ACTION ITEM:
Go to the line containing "the configured rate." in the records below. Repeat it and the lines after it exactly, all the way to the end.

ENTRIES PROVIDED:
-------------------------

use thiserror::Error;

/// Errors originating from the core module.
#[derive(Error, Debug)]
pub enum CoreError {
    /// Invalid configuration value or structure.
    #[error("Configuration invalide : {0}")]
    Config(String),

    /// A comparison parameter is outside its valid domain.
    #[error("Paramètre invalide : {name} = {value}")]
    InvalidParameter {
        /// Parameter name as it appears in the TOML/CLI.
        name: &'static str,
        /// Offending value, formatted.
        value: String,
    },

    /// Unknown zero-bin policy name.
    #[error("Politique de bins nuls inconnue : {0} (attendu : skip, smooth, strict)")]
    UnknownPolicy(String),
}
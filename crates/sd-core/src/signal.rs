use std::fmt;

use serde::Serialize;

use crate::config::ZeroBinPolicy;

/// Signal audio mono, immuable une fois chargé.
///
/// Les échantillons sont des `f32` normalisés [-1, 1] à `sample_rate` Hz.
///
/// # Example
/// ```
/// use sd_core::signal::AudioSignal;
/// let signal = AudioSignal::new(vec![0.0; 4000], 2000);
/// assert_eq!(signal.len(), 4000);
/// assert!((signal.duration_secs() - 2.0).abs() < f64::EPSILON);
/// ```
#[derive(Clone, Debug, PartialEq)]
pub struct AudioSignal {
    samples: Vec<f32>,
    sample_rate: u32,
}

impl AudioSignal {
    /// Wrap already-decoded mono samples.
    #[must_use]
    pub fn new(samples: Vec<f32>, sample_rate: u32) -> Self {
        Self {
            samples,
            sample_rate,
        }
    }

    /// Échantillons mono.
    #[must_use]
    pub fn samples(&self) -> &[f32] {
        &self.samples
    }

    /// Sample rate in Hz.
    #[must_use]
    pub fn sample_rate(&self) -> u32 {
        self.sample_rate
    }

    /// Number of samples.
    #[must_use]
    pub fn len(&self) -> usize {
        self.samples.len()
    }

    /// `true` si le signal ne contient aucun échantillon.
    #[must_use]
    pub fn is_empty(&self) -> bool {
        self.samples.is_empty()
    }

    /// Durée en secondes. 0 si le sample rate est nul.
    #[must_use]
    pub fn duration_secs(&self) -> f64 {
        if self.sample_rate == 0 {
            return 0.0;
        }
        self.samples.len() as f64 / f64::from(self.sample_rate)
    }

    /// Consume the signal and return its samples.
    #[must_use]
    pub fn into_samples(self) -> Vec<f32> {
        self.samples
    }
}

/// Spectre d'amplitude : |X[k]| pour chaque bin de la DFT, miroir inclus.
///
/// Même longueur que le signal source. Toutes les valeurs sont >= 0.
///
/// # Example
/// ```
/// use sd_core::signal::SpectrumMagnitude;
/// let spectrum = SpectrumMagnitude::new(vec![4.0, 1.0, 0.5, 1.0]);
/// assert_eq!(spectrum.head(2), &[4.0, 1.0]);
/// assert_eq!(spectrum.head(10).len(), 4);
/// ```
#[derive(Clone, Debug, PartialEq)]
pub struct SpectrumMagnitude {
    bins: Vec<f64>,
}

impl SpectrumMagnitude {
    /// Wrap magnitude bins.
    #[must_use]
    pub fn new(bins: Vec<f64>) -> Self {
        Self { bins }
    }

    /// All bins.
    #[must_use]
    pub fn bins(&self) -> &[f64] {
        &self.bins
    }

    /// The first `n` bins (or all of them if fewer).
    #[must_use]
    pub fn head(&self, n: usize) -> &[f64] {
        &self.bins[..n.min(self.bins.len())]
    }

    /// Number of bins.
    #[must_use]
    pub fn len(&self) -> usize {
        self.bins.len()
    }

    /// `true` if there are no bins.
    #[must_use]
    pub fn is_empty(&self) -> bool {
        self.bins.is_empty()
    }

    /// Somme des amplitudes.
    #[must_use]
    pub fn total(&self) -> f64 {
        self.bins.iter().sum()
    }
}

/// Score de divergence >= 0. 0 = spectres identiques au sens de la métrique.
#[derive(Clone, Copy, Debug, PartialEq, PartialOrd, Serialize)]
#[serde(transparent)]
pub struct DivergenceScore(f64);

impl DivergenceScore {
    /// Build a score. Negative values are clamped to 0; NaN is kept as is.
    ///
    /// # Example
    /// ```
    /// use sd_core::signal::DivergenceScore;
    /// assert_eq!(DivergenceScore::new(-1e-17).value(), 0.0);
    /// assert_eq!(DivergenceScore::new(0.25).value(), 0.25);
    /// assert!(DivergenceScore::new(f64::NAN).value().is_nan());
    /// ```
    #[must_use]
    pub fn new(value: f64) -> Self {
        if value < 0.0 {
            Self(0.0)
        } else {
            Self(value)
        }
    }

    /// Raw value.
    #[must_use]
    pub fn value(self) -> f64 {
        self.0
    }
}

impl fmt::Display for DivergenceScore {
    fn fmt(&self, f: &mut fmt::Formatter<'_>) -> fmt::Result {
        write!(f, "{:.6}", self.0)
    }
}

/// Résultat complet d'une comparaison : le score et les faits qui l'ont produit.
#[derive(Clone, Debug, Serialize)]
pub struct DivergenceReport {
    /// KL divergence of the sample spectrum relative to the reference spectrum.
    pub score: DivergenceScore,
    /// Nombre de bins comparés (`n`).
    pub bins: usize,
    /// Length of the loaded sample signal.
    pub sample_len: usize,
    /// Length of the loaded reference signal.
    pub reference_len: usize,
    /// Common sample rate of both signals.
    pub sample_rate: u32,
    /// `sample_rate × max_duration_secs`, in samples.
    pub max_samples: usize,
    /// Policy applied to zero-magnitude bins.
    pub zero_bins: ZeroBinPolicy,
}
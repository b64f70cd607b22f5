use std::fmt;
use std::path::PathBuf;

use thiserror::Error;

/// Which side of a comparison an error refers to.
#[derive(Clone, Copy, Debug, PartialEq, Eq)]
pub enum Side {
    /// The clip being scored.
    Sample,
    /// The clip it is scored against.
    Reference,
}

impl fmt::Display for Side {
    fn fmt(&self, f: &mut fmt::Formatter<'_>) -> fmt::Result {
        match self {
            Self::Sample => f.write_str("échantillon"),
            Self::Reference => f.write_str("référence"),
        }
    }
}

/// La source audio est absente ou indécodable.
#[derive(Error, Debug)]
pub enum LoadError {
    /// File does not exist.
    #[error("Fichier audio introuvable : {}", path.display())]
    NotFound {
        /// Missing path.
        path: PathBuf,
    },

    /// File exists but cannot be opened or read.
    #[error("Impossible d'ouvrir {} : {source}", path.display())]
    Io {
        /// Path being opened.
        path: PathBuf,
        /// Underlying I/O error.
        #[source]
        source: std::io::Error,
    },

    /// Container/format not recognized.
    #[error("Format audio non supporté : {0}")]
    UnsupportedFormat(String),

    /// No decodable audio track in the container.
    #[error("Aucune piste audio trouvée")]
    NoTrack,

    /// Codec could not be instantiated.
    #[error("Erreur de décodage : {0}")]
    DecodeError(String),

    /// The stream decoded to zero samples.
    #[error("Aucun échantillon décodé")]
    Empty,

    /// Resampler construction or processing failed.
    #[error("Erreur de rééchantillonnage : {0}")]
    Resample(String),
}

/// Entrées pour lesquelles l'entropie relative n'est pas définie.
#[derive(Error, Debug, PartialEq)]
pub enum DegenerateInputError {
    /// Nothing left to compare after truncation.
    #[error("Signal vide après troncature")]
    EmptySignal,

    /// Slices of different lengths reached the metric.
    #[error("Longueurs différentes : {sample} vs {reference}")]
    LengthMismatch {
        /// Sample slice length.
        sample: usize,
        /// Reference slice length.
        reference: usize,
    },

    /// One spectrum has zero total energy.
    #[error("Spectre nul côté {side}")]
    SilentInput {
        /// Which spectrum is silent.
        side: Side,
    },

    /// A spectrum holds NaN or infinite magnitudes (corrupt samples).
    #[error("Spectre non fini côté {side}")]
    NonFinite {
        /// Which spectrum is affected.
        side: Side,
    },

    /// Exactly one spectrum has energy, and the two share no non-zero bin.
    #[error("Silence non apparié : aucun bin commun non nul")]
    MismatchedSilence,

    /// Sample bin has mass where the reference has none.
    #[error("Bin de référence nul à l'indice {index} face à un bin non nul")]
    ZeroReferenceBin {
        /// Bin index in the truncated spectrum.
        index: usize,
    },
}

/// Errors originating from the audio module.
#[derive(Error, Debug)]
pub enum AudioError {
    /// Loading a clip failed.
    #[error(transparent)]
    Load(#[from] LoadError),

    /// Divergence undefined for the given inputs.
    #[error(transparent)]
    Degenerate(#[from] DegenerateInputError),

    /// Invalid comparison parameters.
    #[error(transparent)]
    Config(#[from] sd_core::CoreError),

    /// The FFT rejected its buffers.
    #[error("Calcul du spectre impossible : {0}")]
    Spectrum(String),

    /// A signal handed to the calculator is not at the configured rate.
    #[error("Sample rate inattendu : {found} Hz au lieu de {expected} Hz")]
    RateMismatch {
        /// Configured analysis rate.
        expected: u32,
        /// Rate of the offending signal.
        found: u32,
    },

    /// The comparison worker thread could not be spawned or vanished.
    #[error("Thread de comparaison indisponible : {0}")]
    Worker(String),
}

-------------------------

FINAL ANSWER:
    /// A signal handed to the calculator is not at the configured rate.
    #[error("Sample rate inattendu : {found} Hz au lieu de {expected} Hz")]
    RateMismatch {
        /// Configured analysis rate.
        expected: u32,
        /// Rate of the offending signal.
        found: u32,
    },

    /// The comparison worker thread could not be spawned or vanished.
    #[error("Thread de comparaison indisponible : {0}")]
    Worker(String),
}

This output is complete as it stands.